Without a word to anyone else, he walked directly to where Marissa stood. He shrugged off his heavy, formal coat and, in a gesture of profound, public protection, wrapped it around her shoulders. The coat was warm, smelling of leather and the cool night air, a solid, comforting weight against her trembling body. He then took a clean, white handkerchief from his pocket and, with a touch that was surprisingly gentle, began to wipe the last traces of blood from her face.
When he was done, he offered her his hand and helped her rise from her knees, restoring the dignity that had been so violently stripped from her. She looked at him, her eyes wide with a surprise she couldn’t conceal, before quickly averting her gaze, her focus returning to the still form of the boy in the bed.
Derek turned, his eyes like chips of flint as he glared at the exorcist, then at his grandmother. "Grandmother," he said, his voice low but vibrating with anger. "All of this is baseless superstition. How can you allow them to turn this household into a cheap, theatrical sideshow?"
Lorena, seeing the tide turning against her, immediately began to cry again, her words a new, subtle poison. "Your Grace, at first, I thought it was just that I was ignorant and had somehow angered the Grand Duchess," she wailed, twisting the truth of the previous day’s events. "But Ryan... Ryan is still just a child! Please, Your Grace, have mercy on him and spare him from this... this evil influence!"
Marissa spun around, her eyes blazing. "What you are saying, Lorena, sounds very much like you are accusing me of intentionally harming Ryan."
"No! I’m sorry, Your Grace, I apologize!" Lorena cried, immediately playing the victim. "I know my mistake. I spoke out of turn. I am just a foolish woman, terrified for the child I have raised. Please, please, spare my child. Please Your Grace, I beg of you!"
Marissa stared at her, her fists clenching at her sides. It was like fighting a ghost made of smoke. "Then what do you propose I do, Lorena?" she asked, her voice dangerously calm. "To prove my innocence and save this child you claim I am harming?"
All eyes turned to Beatrice. She was trapped. Her fear for Ryan was real, but Derek’s anger was a force to be reckoned with. She needed a solution, a compromise that would appease the spirits without further angering her formidable grandson. After a long, agonizing silence, she made her decision.

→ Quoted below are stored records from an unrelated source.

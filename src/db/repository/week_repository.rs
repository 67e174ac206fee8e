use chrono::{Datelike, Duration, NaiveDate, Utc};
use sqlx::SqlitePool;
use uuid::Uuid;

use crate::db::models::Week;
use crate::error::{AppError, AppResult};
use crate::i18n;

/// Repository for schedule weeks.
///
/// A week is keyed by its Monday date. `get_or_create` is the race-safe
/// entry point: concurrent callers both insert with ON CONFLICT DO NOTHING
/// and the loser re-reads the winner's row.
pub struct WeekRepository;

/// Normalize any date to the Monday of its week.
pub fn monday_of(date: NaiveDate) -> NaiveDate {
    date - Duration::days(date.weekday().num_days_from_monday() as i64)
}

impl WeekRepository {
    /// Return the week containing `date`, creating it if missing.
    pub async fn get_or_create(pool: &SqlitePool, date: NaiveDate) -> AppResult<Week> {
        let week_start = monday_of(date);
        let id = Uuid::new_v4().to_string();
        let now = Utc::now().naive_utc();

        sqlx::query(
            r#"
            INSERT INTO schedule_weeks (id, week_start_date, title, notes, copied_from_week_id, created_at, updated_at)
            VALUES (?, ?, NULL, NULL, NULL, ?, ?)
            ON CONFLICT(week_start_date) DO NOTHING
            "#,
        )
        .bind(&id)
        .bind(week_start)
        .bind(now)
        .bind(now)
        .execute(pool)
        .await
        .map_err(AppError::Database)?;

        // Re-read: either our insert or the concurrent winner's row.
        Self::find_by_start_date(pool, week_start)
            .await?
            .ok_or_else(|| AppError::NotFound(i18n::t("not_found.week")))
    }

    /// Explicitly create a week. Fails with Conflict when the Monday date is
    /// already taken; use `get_or_create` for the idempotent path.
    pub async fn create(
        pool: &SqlitePool,
        date: NaiveDate,
        title: Option<String>,
        notes: Option<String>,
    ) -> AppResult<Week> {
        let week_start = monday_of(date);
        let id = Uuid::new_v4().to_string();
        let now = Utc::now().naive_utc();

        let row = sqlx::query_as::<_, Week>(
            r#"
            INSERT INTO schedule_weeks (id, week_start_date, title, notes, copied_from_week_id, created_at, updated_at)
            VALUES (?, ?, ?, ?, NULL, ?, ?)
            RETURNING id, week_start_date, title, notes, copied_from_week_id, created_at, updated_at
            "#,
        )
        .bind(&id)
        .bind(week_start)
        .bind(title)
        .bind(notes)
        .bind(now)
        .bind(now)
        .fetch_one(pool)
        .await
        .map_err(|e| match &e {
            sqlx::Error::Database(db) if db.is_unique_violation() => {
                AppError::Conflict(i18n::t("conflict.week_exists"))
            }
            _ => AppError::Database(e),
        })?;

        Ok(row)
    }

    pub async fn find_by_id(pool: &SqlitePool, id: &str) -> AppResult<Option<Week>> {
        let row = sqlx::query_as::<_, Week>(
            r#"
            SELECT id, week_start_date, title, notes, copied_from_week_id, created_at, updated_at
            FROM schedule_weeks
            WHERE id = ?
            "#,
        )
        .bind(id)
        .fetch_optional(pool)
        .await
        .map_err(AppError::Database)?;

        Ok(row)
    }

    pub async fn find_by_start_date(
        pool: &SqlitePool,
        week_start: NaiveDate,
    ) -> AppResult<Option<Week>> {
        let row = sqlx::query_as::<_, Week>(
            r#"
            SELECT id, week_start_date, title, notes, copied_from_week_id, created_at, updated_at
            FROM schedule_weeks
            WHERE week_start_date = ?
            "#,
        )
        .bind(week_start)
        .fetch_optional(pool)
        .await
        .map_err(AppError::Database)?;

        Ok(row)
    }

    pub async fn list(pool: &SqlitePool, limit: i64) -> AppResult<Vec<Week>> {
        let rows = sqlx::query_as::<_, Week>(
            r#"
            SELECT id, week_start_date, title, notes, copied_from_week_id, created_at, updated_at
            FROM schedule_weeks
            ORDER BY week_start_date DESC
            LIMIT ?
            "#,
        )
        .bind(limit)
        .fetch_all(pool)
        .await
        .map_err(AppError::Database)?;

        Ok(rows)
    }

    pub async fn set_copied_from(
        pool: &SqlitePool,
        week_id: &str,
        source_week_id: &str,
    ) -> AppResult<()> {
        let now = Utc::now().naive_utc();
        sqlx::query(
            "UPDATE schedule_weeks SET copied_from_week_id = ?, updated_at = ? WHERE id = ?",
        )
        .bind(source_week_id)
        .bind(now)
        .bind(week_id)
        .execute(pool)
        .await
        .map_err(AppError::Database)?;

        Ok(())
    }

    /// Delete a week; slots and their reservations cascade. Returns false
    /// when the week does not exist.
    pub async fn delete(pool: &SqlitePool, id: &str) -> AppResult<bool> {
        let result = sqlx::query("DELETE FROM schedule_weeks WHERE id = ?")
            .bind(id)
            .execute(pool)
            .await
            .map_err(AppError::Database)?;

        Ok(result.rows_affected() > 0)
    }
}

"Marissa," she said, her voice heavy with a weary authority. "Though Ryan is not your biological son, he calls you ’Mother’. You have shown him affection and so has he." She took a deep breath. "Will you... will you hold a prayer vigil for him? At the old family temple, on the outskirts of the city. To appease the ancestors and to pray for his safety."

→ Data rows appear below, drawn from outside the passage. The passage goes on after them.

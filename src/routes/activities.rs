use std::sync::Arc;

use axum::{
    extract::{Path, Query, State},
    routing::{get, post},
    Json, Router,
};
use chrono::NaiveDateTime;
use serde::{Deserialize, Serialize};

use crate::db::models::{ActivityRecord, LeaderboardRow};
use crate::db::ActivityRepository;
use crate::error::{AppError, AppResult};
use crate::i18n;
use crate::services::reconciliation::ReconciliationDriver;
use crate::AppState;

pub fn router() -> Router<Arc<AppState>> {
    Router::new()
        .route("/", get(list_activities))
        .route("/leaderboard", get(leaderboard))
        .route("/missing-fit", get(list_missing_fit))
        .route("/backfill", post(trigger_backfill))
        .route(
            "/:account_id/:activity_id/correct",
            post(correct_attribution),
        )
        .route("/clients/:client_id/stats", get(client_stats))
}

// ============================================================================
// Request/Response Types
// ============================================================================

#[derive(Debug, Deserialize)]
pub struct ListActivitiesQuery {
    pub limit: Option<i64>,
}

#[derive(Debug, Deserialize)]
pub struct LeaderboardQuery {
    pub since: Option<NaiveDateTime>,
    pub limit: Option<i64>,
}

#[derive(Debug, Deserialize)]
pub struct MissingFitQuery {
    pub account_id: Option<String>,
    pub limit: Option<i64>,
}

#[derive(Debug, Deserialize)]
pub struct BackfillQuery {
    pub limit: Option<i64>,
}

#[derive(Debug, Serialize)]
pub struct BackfillResponse {
    pub touched: u32,
}

#[derive(Debug, Deserialize)]
pub struct CorrectAttributionRequest {
    /// New client attribution; null detaches the activity from any client.
    pub client_id: Option<i64>,
}

// ============================================================================
// Handlers
// ============================================================================

async fn list_activities(
    State(state): State<Arc<AppState>>,
    Query(query): Query<ListActivitiesQuery>,
) -> AppResult<Json<Vec<ActivityRecord>>> {
    let limit = query.limit.unwrap_or(50).clamp(1, 200);
    let activities = ActivityRepository::list_recent(&state.db, limit).await?;
    Ok(Json(activities))
}

async fn leaderboard(
    State(state): State<Arc<AppState>>,
    Query(query): Query<LeaderboardQuery>,
) -> AppResult<Json<Vec<LeaderboardRow>>> {
    let limit = query.limit.unwrap_or(20).clamp(1, 100);
    let rows = ActivityRepository::leaderboard(&state.db, query.since, limit).await?;
    Ok(Json(rows))
}

async fn list_missing_fit(
    State(state): State<Arc<AppState>>,
    Query(query): Query<MissingFitQuery>,
) -> AppResult<Json<Vec<ActivityRecord>>> {
    let limit = query.limit.unwrap_or(50).clamp(1, 200);
    let activities =
        ActivityRepository::list_missing_fit(&state.db, query.account_id.as_deref(), limit)
            .await?;
    Ok(Json(activities))
}

/// Kick a best-effort recovery pass for FIT files and unsent delivery
/// channels. Runs inline; the admin portal calls this sparingly.
async fn trigger_backfill(
    State(state): State<Arc<AppState>>,
    Query(query): Query<BackfillQuery>,
) -> AppResult<Json<BackfillResponse>> {
    let limit = query.limit.unwrap_or(20).clamp(1, 100);
    let touched = ReconciliationDriver::run_backfill(&state, limit).await;
    Ok(Json(BackfillResponse { touched }))
}

async fn correct_attribution(
    State(state): State<Arc<AppState>>,
    Path((account_id, activity_id)): Path<(String, String)>,
    Json(request): Json<CorrectAttributionRequest>,
) -> AppResult<Json<ActivityRecord>> {
    let updated =
        ActivityRepository::set_corrected_client(&state.db, &account_id, &activity_id, request.client_id)
            .await?;
    if !updated {
        return Err(AppError::NotFound(i18n::t("not_found.activity")));
    }

    ActivityRepository::find(&state.db, &account_id, &activity_id)
        .await?
        .map(Json)
        .ok_or_else(|| AppError::NotFound(i18n::t("not_found.activity")))
}

async fn client_stats(
    State(state): State<Arc<AppState>>,
    Path(client_id): Path<i64>,
) -> AppResult<Json<LeaderboardRow>> {
    ActivityRepository::client_stats(&state.db, client_id)
        .await?
        .map(Json)
        .ok_or_else(|| AppError::NotFound(i18n::t("not_found.client")))
}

She looked away, unable to meet Marissa’s eyes. "And to... to show the ancestors your pure heart."
That will take weeks for her to get there couple with endless prayers and offering numerous incense to a god or ancestor that she wasn’t sure if they live. Depending on what Lorena’s plan is, her stay might be months or even years kneeling and praying. She might never return to the Thompson’s family and her plans for a better future will be ruin before it even began.
In all, it was not an execution. It was a polite, but clear, banishment.